As Dennis learned, for some patients, including his case, the cause is never found.
“No one has a definitive answer.”
Verma said if the infection is caught early, in many cases it can be treated with antibiotics.
“But once it gets to that point where the valve and the heart have such destruction, there’s no antibiotics that are going to really work. You need definitive surgery.”
Verma said people need to be aware of signs and any potential symptoms that are out of the ordinary. Common symptoms include running a fever, feelings of malaise and fatigue and sweats or night sweats that are unusual.
“Don’t write those things off, because in many cases, these infections don’t rise to the point, you know, they don’t go from zero to 100 overnight,” Verma said.
Less common symptoms include unexplained weight loss, blood in urine, tenderness under the left rib cage, or painless red, purple or brown flat spot on the sole of a person’s feet or palms of the hands.
After 20 years in operating rooms, Verma said he is still in awe of what hearts teach him.
“Every time I open the chest and I see it, what a miraculous organ.
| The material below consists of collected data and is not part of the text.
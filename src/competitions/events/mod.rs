use axum::{Json, extract::Path};
use chrono::{NaiveDateTime, Utc};
use diesel::{connection::LoadConnection, prelude::*, sqlite::Sqlite};
use hypertext::prelude::*;
use serde::{Deserialize, Serialize};
use tracing::info;
use uuid::Uuid;

use crate::{
    auth::User,
    competitions::{
        Competition,
        competitors::Competitor,
        dives::{
            DiveEntry,
            sheet::{SheetStatus, sheet_statuses},
        },
    },
    permission::{Permission, require},
    schema::events,
    state::Conn,
    template::Page,
    util_resp::{
        FailureResponse, StandardResponse, bad_request_json, json_created,
        json_ok, success,
    },
    validation::{is_non_empty, is_valid_num_dives},
    widgets::{actions::Actions, alert::InfoAlert},
};

pub const DEFAULT_NUM_DIVES: i64 = 6;

#[derive(Serialize, Deserialize, Queryable, Clone, Debug)]
pub struct Event {
    pub id: String,
    pub competition_id: String,
    pub name: String,
    pub date: Option<String>,
    pub location: Option<String>,
    pub description: Option<String>,
    pub num_dives: i64,
    pub created_at: NaiveDateTime,
    pub updated_at: NaiveDateTime,
}

impl Event {
    #[tracing::instrument(skip(conn))]
    pub fn fetch(
        event_id: &str,
        conn: &mut impl LoadConnection<Backend = Sqlite>,
    ) -> Result<Self, FailureResponse> {
        events::table
            .filter(events::id.eq(event_id))
            .first::<Event>(conn)
            .optional()?
            .ok_or(FailureResponse::NotFound(()))
    }

    pub fn of_competition(
        competition_id: &str,
        conn: &mut impl LoadConnection<Backend = Sqlite>,
    ) -> Result<Vec<Self>, FailureResponse> {
        Ok(events::table
            .filter(events::competition_id.eq(competition_id))
            .order_by((events::date.asc(), events::name.asc()))
            .load::<Event>(conn)?)
    }

    pub fn num_judges(
        &self,
        conn: &mut impl LoadConnection<Backend = Sqlite>,
    ) -> Result<i64, FailureResponse> {
        Competition::num_judges_of(&self.competition_id, conn)
    }
}

#[derive(Deserialize, Debug)]
pub struct EventInput {
    pub name: String,
    pub date: Option<String>,
    pub location: Option<String>,
    pub description: Option<String>,
    pub num_dives: Option<i64>,
}

impl EventInput {
    fn validate(&self) -> Result<i64, String> {
        is_non_empty("name", &self.name)?;
        let num_dives = self.num_dives.unwrap_or(DEFAULT_NUM_DIVES);
        is_valid_num_dives(num_dives)?;
        Ok(num_dives)
    }
}

pub async fn list_events(
    Path(competition_id): Path<String>,
    mut conn: Conn<false>,
) -> StandardResponse {
    let competition = Competition::fetch(&competition_id, &mut *conn)?;
    json_ok(Event::of_competition(&competition.id, &mut *conn)?)
}

pub async fn get_event(
    Path(event_id): Path<String>,
    mut conn: Conn<false>,
) -> StandardResponse {
    json_ok(Event::fetch(&event_id, &mut *conn)?)
}

pub async fn create_event(
    Path(competition_id): Path<String>,
    user: User,
    mut conn: Conn<true>,
    Json(input): Json<EventInput>,
) -> StandardResponse {
    require(&user, Permission::ManageCompetitions)?;

    let competition = Competition::fetch(&competition_id, &mut *conn)?;

    let num_dives = match input.validate() {
        Ok(n) => n,
        Err(e) => return bad_request_json(e),
    };

    let id = Uuid::now_v7().to_string();
    let now = Utc::now().naive_utc();
    diesel::insert_into(events::table)
        .values((
            events::id.eq(&id),
            events::competition_id.eq(&competition.id),
            events::name.eq(input.name.trim()),
            events::date.eq(&input.date),
            events::location.eq(&input.location),
            events::description.eq(&input.description),
            events::num_dives.eq(num_dives),
            events::created_at.eq(now),
            events::updated_at.eq(now),
        ))
        .execute(&mut *conn)?;

    info!(event = %id, competition = %competition.id, "created event");

    json_created(Event::fetch(&id, &mut *conn)?)
}

pub async fn update_event(
    Path(event_id): Path<String>,
    user: User,
    mut conn: Conn<true>,
    Json(input): Json<EventInput>,
) -> StandardResponse {
    require(&user, Permission::ManageCompetitions)?;

    let event = Event::fetch(&event_id, &mut *conn)?;

    let num_dives = match input.validate() {
        Ok(n) => n,
        Err(e) => return bad_request_json(e),
    };

    if num_dives < event.num_dives {
        let highest = DiveEntry::highest_dive_number_in_event(&event.id, &mut *conn)?;
        if highest.is_some_and(|highest| highest > num_dives) {
            return bad_request_json(format!(
                "some competitors already have more than {num_dives} dives \
                 entered"
            ));
        }
    }

    diesel::update(events::table.filter(events::id.eq(&event.id)))
        .set((
            events::name.eq(input.name.trim()),
            events::date.eq(&input.date),
            events::location.eq(&input.location),
            events::description.eq(&input.description),
            events::num_dives.eq(num_dives),
            events::updated_at.eq(Utc::now().naive_utc()),
        ))
        .execute(&mut *conn)?;

    json_ok(Event::fetch(&event.id, &mut *conn)?)
}

pub async fn delete_event(
    Path(event_id): Path<String>,
    user: User,
    mut conn: Conn<true>,
) -> StandardResponse {
    require(&user, Permission::ManageCompetitions)?;

    let event = Event::fetch(&event_id, &mut *conn)?;
    diesel::delete(events::table.filter(events::id.eq(&event.id)))
        .execute(&mut *conn)?;

    info!(event = %event.id, "deleted event");

    json_ok(serde_json::json!({ "deleted": event.id }))
}

pub async fn view_event_page(
    Path(event_id): Path<String>,
    user: Option<User>,
    mut conn: Conn<false>,
) -> StandardResponse {
    let event = Event::fetch(&event_id, &mut *conn)?;
    let competition = Competition::fetch(&event.competition_id, &mut *conn)?;
    let competitors = Competitor::of_event(&event.id, &mut *conn)?;
    let entries = DiveEntry::by_competitor_for_event(&event.id, &mut *conn)?;
    let statuses = sheet_statuses(&event.id, &mut *conn)?;

    let actions = [
        (format!("/events/{}/live", event.id), "Live results"),
        (format!("/events/{}/run-order", event.id), "Run order"),
        (format!("/events/{}/judge", event.id), "Judge"),
        (format!("/events/{}/leaderboard.csv", event.id), "Download leaderboard"),
    ];

    success(
        Page::new()
            .user_opt(user)
            .title(event.name.clone())
            .competition(competition)
            .body(maud! {
                h1 { (event.name) }
                p class="text-muted" { (event.num_dives) " dives per competitor" }
                Actions options=(&actions);
                @if competitors.is_empty() {
                    InfoAlert msg = "No competitors have entered this event yet.";
                } @else {
                    table class="table" {
                        thead {
                            tr {
                                th { "Competitor" }
                                th { "Club" }
                                th { "Dives entered" }
                                th { "Dive sheet" }
                            }
                        }
                        tbody {
                            @for competitor in &competitors {
                                @let entered = entries.get(&competitor.id).map(|e| e.len()).unwrap_or(0);
                                @let status = statuses.get(&competitor.id).copied().unwrap_or(SheetStatus::Draft);
                                tr {
                                    td { (competitor.display_name()) }
                                    td { (competitor.club.clone().unwrap_or_default()) }
                                    td { (entered) " / " (event.num_dives) }
                                    td {
                                        @if status == SheetStatus::Submitted {
                                            span class="badge text-bg-success" { "submitted" }
                                        } @else {
                                            span class="badge text-bg-secondary" { "draft" }
                                        }
                                    }
                                }
                            }
                        }
                    }
                }
            })
            .render(),
    )
}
The colors, the strength, the energy. It’s unbelievable what this organ has. And then you can see in it each time … the drive to want to beat, you know, it doesn’t want to stop.”
Dennis has made a strong recovery and has been enjoying time with his children and friends. He is also delving deeper into his photography hobby.
This Valentine’s Day will be a special one as Dennis celebrates having both a healed heart and his birthday on Feb. 14.
“It’s kind of a new lease on life is the way you look at it,” Dennis said. “One of the doctors says, ‘God has another plan for you.’ I don’t know what it is yet, but he says he wasn’t ready for me.”